* **WORK TASK**
Report every line in the records below that holds the word "impl".

* **INFORMATION GIVEN**
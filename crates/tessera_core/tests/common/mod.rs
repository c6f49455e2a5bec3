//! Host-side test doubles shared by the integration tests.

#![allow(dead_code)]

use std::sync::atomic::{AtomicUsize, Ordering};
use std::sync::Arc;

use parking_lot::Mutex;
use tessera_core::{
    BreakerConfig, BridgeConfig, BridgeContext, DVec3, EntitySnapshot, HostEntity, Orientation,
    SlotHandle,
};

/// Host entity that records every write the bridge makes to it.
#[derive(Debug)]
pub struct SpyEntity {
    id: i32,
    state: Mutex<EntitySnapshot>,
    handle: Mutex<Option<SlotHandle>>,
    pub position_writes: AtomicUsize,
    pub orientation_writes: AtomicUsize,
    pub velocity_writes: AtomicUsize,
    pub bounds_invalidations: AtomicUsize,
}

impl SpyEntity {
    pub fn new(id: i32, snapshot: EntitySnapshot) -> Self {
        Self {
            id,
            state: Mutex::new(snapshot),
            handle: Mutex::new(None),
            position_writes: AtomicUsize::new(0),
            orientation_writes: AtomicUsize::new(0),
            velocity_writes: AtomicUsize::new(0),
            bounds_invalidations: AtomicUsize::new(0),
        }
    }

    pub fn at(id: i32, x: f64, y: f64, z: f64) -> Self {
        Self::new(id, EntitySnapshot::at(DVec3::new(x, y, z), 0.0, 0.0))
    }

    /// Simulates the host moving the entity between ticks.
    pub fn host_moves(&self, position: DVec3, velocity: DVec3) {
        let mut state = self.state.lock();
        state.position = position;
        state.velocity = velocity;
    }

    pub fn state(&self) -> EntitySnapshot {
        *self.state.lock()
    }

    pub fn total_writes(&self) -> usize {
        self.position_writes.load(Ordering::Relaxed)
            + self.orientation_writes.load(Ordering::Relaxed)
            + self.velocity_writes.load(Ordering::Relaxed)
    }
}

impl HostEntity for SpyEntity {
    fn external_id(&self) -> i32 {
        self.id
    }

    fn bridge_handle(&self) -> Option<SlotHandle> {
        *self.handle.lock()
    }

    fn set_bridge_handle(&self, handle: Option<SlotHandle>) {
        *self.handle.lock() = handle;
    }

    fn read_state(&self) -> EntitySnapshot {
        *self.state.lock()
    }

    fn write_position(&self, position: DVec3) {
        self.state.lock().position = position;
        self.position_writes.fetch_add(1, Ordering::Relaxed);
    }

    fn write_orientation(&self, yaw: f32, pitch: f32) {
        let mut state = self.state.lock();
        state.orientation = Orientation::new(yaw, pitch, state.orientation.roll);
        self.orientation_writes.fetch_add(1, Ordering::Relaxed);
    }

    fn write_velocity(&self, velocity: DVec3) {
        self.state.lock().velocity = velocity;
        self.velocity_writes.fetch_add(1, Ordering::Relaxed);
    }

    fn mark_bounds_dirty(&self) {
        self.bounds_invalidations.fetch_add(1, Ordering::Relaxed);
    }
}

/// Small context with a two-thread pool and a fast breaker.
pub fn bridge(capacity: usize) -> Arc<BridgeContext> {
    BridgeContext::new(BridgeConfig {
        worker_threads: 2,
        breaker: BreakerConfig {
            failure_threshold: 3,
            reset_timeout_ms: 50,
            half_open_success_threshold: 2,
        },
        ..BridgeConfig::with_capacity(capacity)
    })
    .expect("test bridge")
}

...

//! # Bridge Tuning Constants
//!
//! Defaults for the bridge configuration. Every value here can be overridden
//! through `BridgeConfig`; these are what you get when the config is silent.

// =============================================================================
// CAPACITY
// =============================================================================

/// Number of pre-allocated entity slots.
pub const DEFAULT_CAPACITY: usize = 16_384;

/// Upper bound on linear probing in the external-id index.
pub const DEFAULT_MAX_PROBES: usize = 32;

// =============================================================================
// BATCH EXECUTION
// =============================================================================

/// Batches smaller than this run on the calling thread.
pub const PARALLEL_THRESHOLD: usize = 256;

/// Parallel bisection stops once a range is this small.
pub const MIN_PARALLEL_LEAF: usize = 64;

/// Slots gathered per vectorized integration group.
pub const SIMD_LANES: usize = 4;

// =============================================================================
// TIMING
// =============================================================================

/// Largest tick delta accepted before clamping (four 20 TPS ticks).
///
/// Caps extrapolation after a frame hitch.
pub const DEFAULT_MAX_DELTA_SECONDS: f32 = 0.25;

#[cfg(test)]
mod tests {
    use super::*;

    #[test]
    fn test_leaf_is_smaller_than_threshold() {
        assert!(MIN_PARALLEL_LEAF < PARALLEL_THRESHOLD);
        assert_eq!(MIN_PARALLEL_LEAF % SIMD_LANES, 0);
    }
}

* **RESULT**
impl SpyEntity {
impl HostEntity for SpyEntity {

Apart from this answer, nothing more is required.